Leggendo le prefazioni dei vari protagonisti, vergate all’inizio del testo fotografico, quella che ha suscitato in me il ricordo più concreto è la testimonianza del centravanti brasiliano degli anni Sessanta, Luis Vinicio. Egli descrive l’ultimo goal della sua carriera siglato col Lanerossi (12 maggio 1968) che fruttò la vittoria contro i gigliati della Fiorentina nell’ultima gara del campionato 1967-‘68; una rete che contribuì per il cinquanta per cento alla salvezza del Lanerossi dalla retrocessione.
La perfetta punizione di sinistro scoccata al 44’ del primo tempo (Luis confessa che non tirava mai di sinistro le punizioni) s’infilò all’incrocio dei pali alla sinistra di Ricky Albertosi. Quel giorno seguivo il match dal parterre dietro la porta nord dello Stadio “Menti” ed ero entusiasta d’assistere a un evento calcistico passato poi alla storia biancorossa come l’ennesima salvezza all’ultima gara.
Quel tiro mancino di Vinicio (O’Lione denominato dai napoletani) l’ho ancora ben impresso nella pellicola della memoria, anche se lo registrai da lontano, mentre ho stampato ben più da vicino il salvataggio sulla linea di porta del terzino Marino Rossetti, a portiere battuto (William Negri), sul tiro lento e maligno del fantasista viola Amarildo.
Ero allora un imberbe quattordicenne e quella fu la prima volta che entrai nel mitico tempio del calcio berico. Al triplo fischio finale scoppiò il tripudio con l’invasione di campo.
Una cosa indescrivibile! Marino Rossetti, con quel suo contributo al cinquanta per cento fu quindi l’altro artefice della grande impresa: onore al merito a entrambi i protagonisti.
Alla presentazione del bel libro “L’ultimo spogliatoio” di Adriano Bardin, numero 1 del Lane, all’oratorio dei Salesiani a Schio il 3 febbraio 2013, dov’erano presenti molti compagni di squadra, ebbi il piacere d’incontrare Rossetti e ricordargli l’episodio. Rammentavo pure che, dalla distanza dov’ero piazzato dietro i legni, lo avevo osservato schiantarsi con un tonfo sordo contro il palo nell’attimo in cui respingeva la sfera sulla linea di porta.

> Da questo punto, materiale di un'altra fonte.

//! StoreOptions - JSON ファイル store の設定

use serde::{Deserialize, Serialize};

/// `GifStore` を開くときの設定
///
/// bot 側の設定ファイルに埋め込めるよう Deserialize を実装。
/// 省略したフィールドはデフォルト値になる。
#[derive(Debug, Clone, Copy, Default, PartialEq, Eq, Serialize, Deserialize)]
#[serde(default)]
pub struct StoreOptions {
    /// 1 行ではなくインデント付き JSON で書く
    pub pretty: bool,
}
//! Domain - エントリ一覧とエラー型

pub mod errors;
pub mod gif_list;

pub use self::errors::StorageError;
pub use self::gif_list::GifList;
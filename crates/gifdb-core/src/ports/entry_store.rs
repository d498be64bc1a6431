//! EntryStore port - エントリ一覧の抽象化

use crate::domain::StorageError;

/// EntryStore は重複のない順序付きエントリ一覧
///
/// # 契約
/// - `list` は挿入順に返す
/// - `add` は追加したら `Ok(true)`、既にあれば `Ok(false)`
///   （後者では何も変わらない）
/// - `Err` のときは呼び出し前の状態のまま
///
/// 実装は排他制御しない。呼び出し側で直列化すること。
pub trait EntryStore {
    fn list(&self) -> &[String];

    fn contains(&self, value: &str) -> bool {
        self.list().iter().any(|entry| entry == value)
    }

    fn add(&mut self, value: &str) -> Result<bool, StorageError>;
}
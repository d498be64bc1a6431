//! Impls - EntryStore の実装
//!
//! - **GifStore**: JSON ファイル、add のたびに書き出す
//! - **InMemoryStore**: 永続化なし（開発用・呼び出し側のテスト用）

pub mod in_memory;
pub mod json_file;

pub use self::in_memory::InMemoryStore;
pub use self::json_file::GifStore;
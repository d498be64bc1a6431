//! App - store の設定と状態表示
//!
//! - **StoreOptions**: 保存ファイルの書き方
//! - **StoreStatus**: 報告用のスナップショット

pub mod options;
pub mod status;

pub use self::options::StoreOptions;
pub use self::status::StoreStatus;
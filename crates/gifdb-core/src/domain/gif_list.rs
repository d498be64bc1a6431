//! GifList - 順序付きエントリ一覧（なければ追加）

use serde::{Deserialize, Serialize};

/// GifList はエントリの順序付きリスト
///
/// - 挿入順を保つ
/// - `with_appended` は重複を作らない
/// - ロード時（`from_entries`, deserialize）は重複も含めてそのまま保持する
///
/// シリアライズ結果は文字列の JSON 配列そのもの
#[derive(Debug, Clone, Default, PartialEq, Eq, Serialize, Deserialize)]
#[serde(transparent)]
pub struct GifList {
    entries: Vec<String>,
}

impl GifList {
    pub fn new() -> Self {
        Self::default()
    }

    /// 保存済みのリストをそのまま包む
    pub fn from_entries(entries: Vec<String>) -> Self {
        Self { entries }
    }

    /// 完全一致、線形探索
    pub fn contains(&self, value: &str) -> bool {
        self.entries.iter().any(|entry| entry == value)
    }

    /// `value` を末尾に追加した新しいリストを返す。既にあれば `None`
    ///
    /// `self` は変更しない（書き込みに成功してから差し替えるため）
    pub fn with_appended(&self, value: &str) -> Option<GifList> {
        if self.contains(value) {
            return None;
        }
        let mut entries = Vec::with_capacity(self.entries.len() + 1);
        entries.extend_from_slice(&self.entries);
        entries.push(value.to_string());
        Some(Self { entries })
    }

    pub fn as_slice(&self) -> &[String] {
        &self.entries
    }

    pub fn iter(&self) -> std::slice::Iter<'_, String> {
        self.entries.iter()
    }

    pub fn len(&self) -> usize {
        self.entries.len()
    }

    pub fn is_empty(&self) -> bool {
        self.entries.is_empty()
    }

    pub fn into_vec(self) -> Vec<String> {
        self.entries
    }
}
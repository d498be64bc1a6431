//! Ports - bot が依存する抽象化レイヤー
//!
//! bot に必要なのは「重複なし・順序付き・追加のみ」のリストだけ。JSON ファイルか
//! メモリ上かは実装の詳細（`impls` を参照）

pub mod entry_store;

pub use self::entry_store::EntryStore;
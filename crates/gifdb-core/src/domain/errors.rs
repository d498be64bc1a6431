//! Errors - 保存ファイルの読み書きで発生するエラー

use std::io;
use std::path::PathBuf;

use thiserror::Error;

/// StorageError は store の失敗しうる操作すべてが返すエラー
///
/// 内部ではリトライしない。どうするかは呼び出し側が決める。
#[derive(Debug, Error)]
pub enum StorageError {
    /// ファイルはあるが開けない・読めない
    #[error("cannot read gif database at {path}")]
    NotReadable {
        path: PathBuf,
        #[source]
        source: io::Error,
    },

    /// JSON として不正、または文字列の配列ではない
    #[error("gif database at {path} is not a JSON array of strings")]
    MalformedContent {
        path: PathBuf,
        #[source]
        source: serde_json::Error,
    },

    /// 一時ファイルの書き込み、または rename に失敗
    #[error("cannot write gif database at {path}")]
    WriteFailed {
        path: PathBuf,
        #[source]
        source: io::Error,
    },

    #[error("cannot encode gif list: {0}")]
    Encode(#[source] serde_json::Error),
}

impl StorageError {
    /// 関係する保存ファイルのパス（あれば）
    pub fn path(&self) -> Option<&PathBuf> {
        match self {
            StorageError::NotReadable { path, .. }
            | StorageError::MalformedContent { path, .. }
            | StorageError::WriteFailed { path, .. } => Some(path),
            StorageError::Encode(_) => None,
        }
    }
}
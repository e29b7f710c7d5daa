//! Scheduler that gives every job its own OS thread.

use super::{Job, Priority, QueueIndex, Scheduler};
use crate::error::{Error, ErrorKind, Result};
use std::sync::atomic::{AtomicU64, Ordering};
use std::thread;

/// Spawns one named, detached OS thread per posted job.
///
/// This is not a pool: there is no reuse and no queue. It exists so that the
/// engine can run with real parallelism without pulling in a thread pool, and
/// so that slow jobs never hold up unrelated ones.
#[derive(Debug)]
pub struct ThreadScheduler {
    name_prefix: String,
    stack_size: Option<usize>,
    spawned: AtomicU64,
}

impl ThreadScheduler {
    /// Creates a scheduler whose threads are named `"<prefix>-<n>"`.
    #[must_use]
    pub fn new(name_prefix: impl Into<String>) -> Self {
        Self {
            name_prefix: name_prefix.into(),
            stack_size: None,
            spawned: AtomicU64::new(0),
        }
    }

    /// Sets the stack size of spawned threads.
    #[must_use]
    pub fn with_stack_size(mut self, bytes: usize) -> Self {
        self.stack_size = Some(bytes);
        self
    }

    /// Number of threads spawned so far.
    #[must_use]
    pub fn spawned(&self) -> u64 {
        self.spawned.load(Ordering::Relaxed)
    }
}

impl Default for ThreadScheduler {
    fn default() -> Self {
        Self::new(crate::config::DEFAULT_THREAD_NAME_PREFIX)
    }
}

impl Scheduler for ThreadScheduler {
    fn post(&self, job: Job, name: &str, priority: Priority, _queue: QueueIndex) -> Result<()> {
        let n = self.spawned.fetch_add(1, Ordering::Relaxed);
        let mut builder = thread::Builder::new().name(format!("{}-{n}", self.name_prefix));
        if let Some(bytes) = self.stack_size {
            builder = builder.stack_size(bytes);
        }
        crate::tracing_compat::trace!(job = %name, priority = %priority, thread = n, "spawning job thread");
        builder.spawn(job).map(drop).map_err(|e| {
            Error::new(ErrorKind::SchedulerRejected)
                .with_message(format!("cannot spawn thread for job {name}"))
                .with_source(e)
        })
    }
}
//! Parallel stable merge sort.
//!
//! The root checks two fast paths before anything is split: an input that is
//! already ascending is returned as is, and a strictly descending one is
//! reversed. Neither allocates scratch memory.
//!
//! Otherwise one scratch buffer as long as the input is allocated up front
//! and split alongside the data, so that every node merges into its own
//! window. Small nodes merge sequentially; a node above the cutoff merges
//! through a nested parallel merge tree.

use super::kernel::{is_sorted_by_less, is_strictly_descending, runs_in_order, sort_by_less};
use super::merge::{merge_tree, with_scratch, MergeJob, Run};
use super::Params;
use crate::cx::Cx;
use crate::engine::Engine;
use crate::error::Result;
use crate::recursive::{recurse, DivideAndConquer, Node, Split};
use crate::task::{Completer, Handle, Task};
use std::marker::PhantomData;
use std::sync::Arc;

struct SortStrategy<T, F> {
    is_less: Arc<F>,
    _marker: PhantomData<fn() -> T>,
}

impl<T, F> DivideAndConquer for SortStrategy<T, F>
where
    T: Send + 'static,
    F: Fn(&T, &T) -> bool + Send + Sync + 'static,
{
    type Input = Run<T>;
    type Output = Run<T>;

    fn len(&self, run: &Run<T>) -> usize {
        run.len()
    }

    fn split(&self, run: Run<T>) -> Split<Run<T>> {
        let mid = run.len() / 2;
        let (left, right) = run.split_at(mid);
        Split::Pair(left, right)
    }

    fn base_case(&self, _cx: &Cx, mut run: Run<T>) -> Result<Run<T>> {
        sort_by_less(run.data.as_mut_slice(), self.is_less.as_ref());
        Ok(run)
    }

    fn combine(&self, cx: &Cx, node: &Node, left: Run<T>, right: Run<T>, done: Completer<Run<T>>) {
        let mid = left.len();
        let mut run = match left.join(right) {
            Ok(run) => run,
            Err(error) => {
                done.err(error);
                return;
            }
        };
        if runs_in_order(run.data.as_slice(), mid, self.is_less.as_ref()) {
            done.ok(run);
            return;
        }
        if run.len() <= node.cutoff() {
            cx.metrics().merges.increment();
            run.merge_in_place(mid, self.is_less.as_ref());
            done.ok(run);
            return;
        }
        merge_tree(Arc::clone(&self.is_less), MergeJob { run, mid }, node.child()).run_into(cx, done);
    }
}

/// Stable sort task.
pub fn sort_task<T, F>(data: Vec<T>, is_less: F, params: &Params) -> Task<Vec<T>>
where
    T: Send + 'static,
    F: Fn(&T, &T) -> bool + Send + Sync + 'static,
{
    let node = params.root_node();
    let name = params.name().to_owned();
    Task::deferred(name.clone(), move |cx, done| {
        let mut data = data;
        if is_sorted_by_less(&data, &is_less) {
            crate::tracing_compat::debug!(tree = %name, len = data.len(), "input already sorted");
            done.ok(data);
            return;
        }
        if is_strictly_descending(&data, &is_less) {
            crate::tracing_compat::debug!(tree = %name, len = data.len(), "reversing descending input");
            data.reverse();
            done.ok(data);
            return;
        }
        if data.len() <= node.cutoff() {
            cx.metrics().base_cases.increment();
            sort_by_less(&mut data, &is_less);
            done.ok(data);
            return;
        }

        let strategy = Arc::new(SortStrategy {
            is_less: Arc::new(is_less),
            _marker: PhantomData,
        });
        with_scratch(cx, &name, data, done, move |run| recurse(strategy, run, node));
    })
    .with_priority(params.priority())
}

/// Sorts `data` in parallel. Equal elements keep their order.
pub fn parallel_sort<T>(engine: &Engine, data: Vec<T>, params: Params) -> Handle<Vec<T>>
where
    T: Ord + Send + 'static,
{
    parallel_sort_by(engine, data, T::lt, params)
}

/// [`parallel_sort`] with a strict-weak `is_less`.
pub fn parallel_sort_by<T, F>(engine: &Engine, data: Vec<T>, is_less: F, params: Params) -> Handle<Vec<T>>
where
    T: Send + 'static,
    F: Fn(&T, &T) -> bool + Send + Sync + 'static,
{
    engine.spawn_with(sort_task(data, is_less, &params), params.spawn_options())
}
//! Cancellation reason and kind types.
//!
//! Cancellation is a terminal state of an outcome, not an error. These types
//! describe why a tree stopped before producing its value.

use core::fmt;

/// The kind of cancellation request.
#[derive(Debug, Clone, Copy, PartialEq, Eq, Hash, PartialOrd, Ord)]
pub enum CancelKind {
    /// Explicit interruption requested by the caller.
    User,
    /// The tree's deadline passed.
    Timeout,
    /// The job was never started because its tree was already stopping.
    Skipped,
    /// The scheduler dropped the job without running it.
    Shutdown,
}

impl CancelKind {
    /// Returns the severity of this cancellation kind.
    ///
    /// Higher severity cancellations take precedence when strengthening.
    #[must_use]
    pub const fn severity(self) -> u8 {
        match self {
            Self::User => 0,
            Self::Timeout => 1,
            Self::Skipped => 2,
            Self::Shutdown => 3,
        }
    }
}

impl fmt::Display for CancelKind {
    fn fmt(&self, f: &mut fmt::Formatter<'_>) -> fmt::Result {
        match self {
            Self::User => write!(f, "user"),
            Self::Timeout => write!(f, "timeout"),
            Self::Skipped => write!(f, "skipped"),
            Self::Shutdown => write!(f, "shutdown"),
        }
    }
}

/// The reason for a cancellation, including kind and optional context.
#[derive(Debug, Clone, PartialEq, Eq)]
pub struct CancelReason {
    /// The kind of cancellation.
    pub kind: CancelKind,
    /// Optional human-readable message.
    pub message: Option<&'static str>,
}

impl CancelReason {
    /// Creates a new cancellation reason with the given kind.
    #[must_use]
    pub const fn new(kind: CancelKind) -> Self {
        Self {
            kind,
            message: None,
        }
    }

    /// Creates a user cancellation reason with a message.
    #[must_use]
    pub const fn user(message: &'static str) -> Self {
        Self {
            kind: CancelKind::User,
            message: Some(message),
        }
    }

    /// Creates a timeout cancellation reason.
    #[must_use]
    pub const fn timeout() -> Self {
        Self::new(CancelKind::Timeout)
    }

    /// Creates the reason recorded for a job that was never started.
    #[must_use]
    pub const fn skipped() -> Self {
        Self::new(CancelKind::Skipped)
    }

    /// Creates a shutdown cancellation reason.
    #[must_use]
    pub const fn shutdown() -> Self {
        Self::new(CancelKind::Shutdown)
    }

    /// Strengthens this reason with another, keeping the more severe one.
    ///
    /// Returns `true` if the reason was changed.
    pub fn strengthen(&mut self, other: &Self) -> bool {
        if other.kind > self.kind {
            self.kind = other.kind;
            self.message = other.message;
            return true;
        }
        if self.message.is_none() && other.kind == self.kind && other.message.is_some() {
            self.message = other.message;
            return true;
        }
        false
    }

    /// Returns the kind of this cancellation reason.
    #[must_use]
    pub const fn kind(&self) -> CancelKind {
        self.kind
    }

    /// Returns true if this reason comes from a deadline.
    #[must_use]
    pub const fn is_timeout(&self) -> bool {
        matches!(self.kind, CancelKind::Timeout)
    }
}

impl Default for CancelReason {
    fn default() -> Self {
        Self::new(CancelKind::User)
    }
}

impl fmt::Display for CancelReason {
    fn fmt(&self, f: &mut fmt::Formatter<'_>) -> fmt::Result {
        write!(f, "{}", self.kind)?;
        if let Some(msg) = self.message {
            write!(f, ": {msg}")?;
        }
        Ok(())
    }
}

#[cfg(test)]
mod tests {
    use super::*;

    #[test]
    fn severity_ordering() {
        assert!(CancelKind::User.severity() < CancelKind::Timeout.severity());
        assert!(CancelKind::Timeout.severity() < CancelKind::Skipped.severity());
        assert!(CancelKind::Skipped.severity() < CancelKind::Shutdown.severity());
    }

    #[test]
    fn strengthen_takes_more_severe() {
        let mut reason = CancelReason::new(CancelKind::User);
        assert!(reason.strengthen(&CancelReason::timeout()));
        assert_eq!(reason.kind, CancelKind::Timeout);

        assert!(reason.strengthen(&CancelReason::shutdown()));
        assert_eq!(reason.kind, CancelKind::Shutdown);

        // Less severe should not change.
        assert!(!reason.strengthen(&CancelReason::timeout()));
        assert_eq!(reason.kind, CancelKind::Shutdown);
    }

    #[test]
    fn strengthen_fills_missing_message() {
        let mut reason = CancelReason::new(CancelKind::User);
        assert!(reason.strengthen(&CancelReason::user("stop")));
        assert_eq!(reason.message, Some("stop"));
        assert!(!reason.strengthen(&CancelReason::user("later")));
        assert_eq!(reason.message, Some("stop"));
    }

    #[test]
    fn display_includes_message() {
        assert_eq!(CancelReason::timeout().to_string(), "timeout");
        assert_eq!(CancelReason::user("halt").to_string(), "user: halt");
    }
}
//! Core value types shared by every layer of the engine.
//!
//! - [`outcome`]: Four-valued outcome of a task unit
//! - [`cancel`]: Cancellation reason and kind types

pub mod cancel;
pub mod outcome;

pub use cancel::{CancelKind, CancelReason};
pub use outcome::{Outcome, PanicPayload};
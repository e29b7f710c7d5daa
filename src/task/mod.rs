//! Task units, their outcomes and the handles callers hold.
//!
//! - [`OutcomeCell`]: write-once value-or-error container
//! - [`Completer`]: the write-once handle a body reports through
//! - [`Task`]: one named body plus the sink its outcome goes to
//! - [`Handle`]: the caller's view of a running tree

mod cell;
mod completer;
mod handle;
mod unit;

pub use cell::OutcomeCell;
pub use completer::{Completer, ResultSink};
pub use handle::Handle;
pub use unit::Task;

pub(crate) use completer::run_guarded;
pub(crate) use handle::{launch, Promise};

Lui sorpreso e lusingato che qualcuno ricordasse l’episodio, per confermarmi il fatto, segnando con la mano il tratto verticale lungo il corpo, mi disse che l’ematoma causato sul torace dall’impatto violento contro il palo si riassorbì del tutto solo dopo venti giorni. Ho avuto modo poi di parlare con Marino Rossetti in qualche altra occasione ed è sempre stato molto affabile e disponibile.
La carriera di Rossetti, come sappiamo noi vecchi tifosi del Lane e di Rivera, fu poi compromessa da un brutto infortunio di gioco, a San Siro contro il Milan il 17 novembre 1968, avvenuto in uno scontro con il suo diretto avversario, l’attaccante Pierino Prati. Marino Rossetti è mancato il 17 marzo 2018, due giorni prima della presentazione dell’Almanacco di Vignoni e Grazioli, dopo una vita vissuta nella città del Palladio, ma fuori dal mondo del pallone cui aveva dato molto. Oggi perciò, con nostalgia e deferenza voglio onorare un friulano (nato a Monfalcone il 17 febbraio 1942), riservato, corretto e dal grande cuore biancorosso. Grazie Marino.